Traducción de Edgardo Dobry
En la Biblia, el cazador por excelencia es el gigante Nemrod, el mismo al que la tradición atribuye el proyecto de la torre de Babel, cuya cima debía tocar el cielo. El autor del Génesis lo define como «bravo cazador delante de Dios» (10, 9) (o incluso «contra Dios», según la versión latina más antigua, la «Ítala») y esta cualidad venatoria le era tan consustancial como para haberse convertido en proverbio («de aquí nace el proverbio: como Nemrod bravo cazador frente a Dios»).

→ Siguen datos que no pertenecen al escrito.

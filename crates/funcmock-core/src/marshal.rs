//! Marshalling whole argument lists and result lists.
//!
//! - [`Params`]: the parameter types of a function, as a tuple
//! - [`IntoValues`]: a tuple of values boxed into an ordered `Vec<Value>`
//! - [`Returns`]: a declared return type rebuilt from a generic result list,
//!   zero-filling every slot that was left empty

use crate::descriptor::TypeDescriptor;
use crate::error::ConversionError;
use crate::slot::{IntoValue, Slot};
use crate::value::Value;

/// A function's parameter types, as a tuple.
pub trait Params {
    /// Descriptors of the parameter types, in order.
    fn descriptors() -> Vec<TypeDescriptor>;

    /// Whether the last parameter is a [`Rest`](crate::Rest).
    fn is_variadic() -> bool;
}

/// An ordered list of values: call arguments, or an expectation's results.
///
/// Implemented for `()` (empty), any single value, and tuples of up to eight
/// values. Use `None` in a nullable position to register an explicit nil.
pub trait IntoValues {
    fn into_values(self) -> Vec<Value>;
}

/// A declared return type that can be rebuilt from a generic result list.
///
/// Shapes:
/// - `()`: no slots, results are ignored
/// - any `Slot + Default` type: one slot
/// - tuples: one slot per element
/// - `Result<T, E>`: the `(value, error)` pair; a non-null error slot yields
///   `Err`, otherwise `Ok` with the value slot
///
/// A registered result must convert to its slot's declared type or the call
/// panics. Numeric slots are lenient where nothing is lost: integers convert
/// across widths and signedness when the value fits, an integer fills a float
/// slot when it is exactly representable, and an `f64` fills an `f32` slot
/// when it is in range.
pub trait Returns: Sized {
    /// Descriptors of the individual result slots.
    fn slots() -> Vec<TypeDescriptor>;

    /// Rebuild the value from a result list.
    fn from_results(results: &[Value]) -> Result<Self, ConversionError>;
}

/// Read result slot `index` as `T`, falling back to `T`'s zero value.
///
/// A missing slot and an explicit `Null` both become `T::default()`; for
/// `Option<T>` that is `None`, so absence stays absence.
pub fn result_slot<T: Slot + Default>(
    results: &[Value],
    index: usize,
) -> Result<T, ConversionError> {
    match results.get(index) {
        None | Some(Value::Null) => Ok(T::default()),
        Some(value) => T::from_value(value),
    }
}

impl IntoValues for () {
    fn into_values(self) -> Vec<Value> {
        Vec::new()
    }
}

impl<T: IntoValue> IntoValues for T {
    fn into_values(self) -> Vec<Value> {
        vec![self.into_boxed_value()]
    }
}

impl Returns for () {
    fn slots() -> Vec<TypeDescriptor> {
        Vec::new()
    }

    fn from_results(_results: &[Value]) -> Result<Self, ConversionError> {
        Ok(())
    }
}

impl<T: Slot + Default> Returns for T {
    fn slots() -> Vec<TypeDescriptor> {
        vec![TypeDescriptor::of::<T>()]
    }

    fn from_results(results: &[Value]) -> Result<Self, ConversionError> {
        result_slot(results, 0)
    }
}

impl<T: Slot + Default, E: Slot> Returns for Result<T, E> {
    fn slots() -> Vec<TypeDescriptor> {
        vec![TypeDescriptor::of::<T>(), TypeDescriptor::of::<Option<E>>()]
    }

    fn from_results(results: &[Value]) -> Result<Self, ConversionError> {
        match results.get(1) {
            Some(error) if !error.is_null() => E::from_value(error).map(Err),
            _ => result_slot(results, 0).map(Ok),
        }
    }
}

macro_rules! impl_tuples {
    ($($name:ident: $idx:tt),+) => {
        impl<$($name: Slot),+> Params for ($($name,)+) {
            fn descriptors() -> Vec<TypeDescriptor> {
                vec![$(TypeDescriptor::of::<$name>()),+]
            }

            fn is_variadic() -> bool {
                let rest: &[bool] = &[$($name::IS_REST),+];
                rest.last().copied().unwrap_or(false)
            }
        }

        impl<$($name: IntoValue),+> IntoValues for ($($name,)+) {
            fn into_values(self) -> Vec<Value> {
                vec![$(self.$idx.into_boxed_value()),+]
            }
        }

        impl<$($name: Slot + Default),+> Returns for ($($name,)+) {
            fn slots() -> Vec<TypeDescriptor> {
                vec![$(TypeDescriptor::of::<$name>()),+]
            }

            fn from_results(results: &[Value]) -> Result<Self, ConversionError> {
                Ok(($(result_slot::<$name>(results, $idx)?,)+))
            }
        }
    };
}

impl Params for () {
    fn descriptors() -> Vec<TypeDescriptor> {
        Vec::new()
    }

    fn is_variadic() -> bool {
        false
    }
}

impl_tuples!(A: 0);
impl_tuples!(A: 0, B: 1);
impl_tuples!(A: 0, B: 1, C: 2);
impl_tuples!(A: 0, B: 1, C: 2, D: 3);
impl_tuples!(A: 0, B: 1, C: 2, D: 3, E: 4);
impl_tuples!(A: 0, B: 1, C: 2, D: 3, E: 4, F: 5);
impl_tuples!(A: 0, B: 1, C: 2, D: 3, E: 4, F: 5, G: 6);
impl_tuples!(A: 0, B: 1, C: 2, D: 3, E: 4, F: 5, G: 6, H: 7);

En Inferno, XXXI Dante castiga a Nemrod por su «mal pensamiento» con la pérdida del lenguaje significante («que así es para él cualquier lengua / como la suya para los demás, incomprensible»); él sólo puede proferir sonidos privados de sentido «Raphèl mai amècche zabì almi» o también, como cazador, hacer sonar el cuerno («alma obtusa / tientas el cuerno, y con eso te desahogas»).
¿Qué fue lo que cazó Nemrod? ¿Por qué su caza es «contra Dios»? Si el castigo de Babel fue la confusión de las lenguas, es probable que la caza de Nemrod tuviera que ver con un perfeccionamiento artificial de la única lengua de los hombres, que debía conceder a la razón un poder ilimitado. Esto es al menos lo que deja entender Dante cuando, para caracterizar la perfidia de los gigantes, habla de «argumento de la mente» (Inf., XXXI, 55).
¿Es acaso casualidad que Dante presente siempre, en De vulgari eloquentia, su búsqueda del vulgar ilustre mediante la imagen de una caza («cazamos la lengua») y que la lengua así conseguida sea asimilada a una bestia feroz, a una pantera?
En los orígenes de nuestra tradición literaria, la búsqueda de una lengua poética ilustre se pone, así, bajo el inquietante signo de Nemrod y de su caza titánica, como manifestando el riesgo mortal implícito en todo intento de restaurar el esplendor original de la lengua.
La «caza de la lengua» es, a la vez, arrogancia antidivina, que exalta el poder razonador de la palabra, y búsqueda amorosa que quiere, en cambio, poner reparos a la presunción babélica. Cualquier empeño humano serio debe enfrentarse indefectiblemente con este riesgo.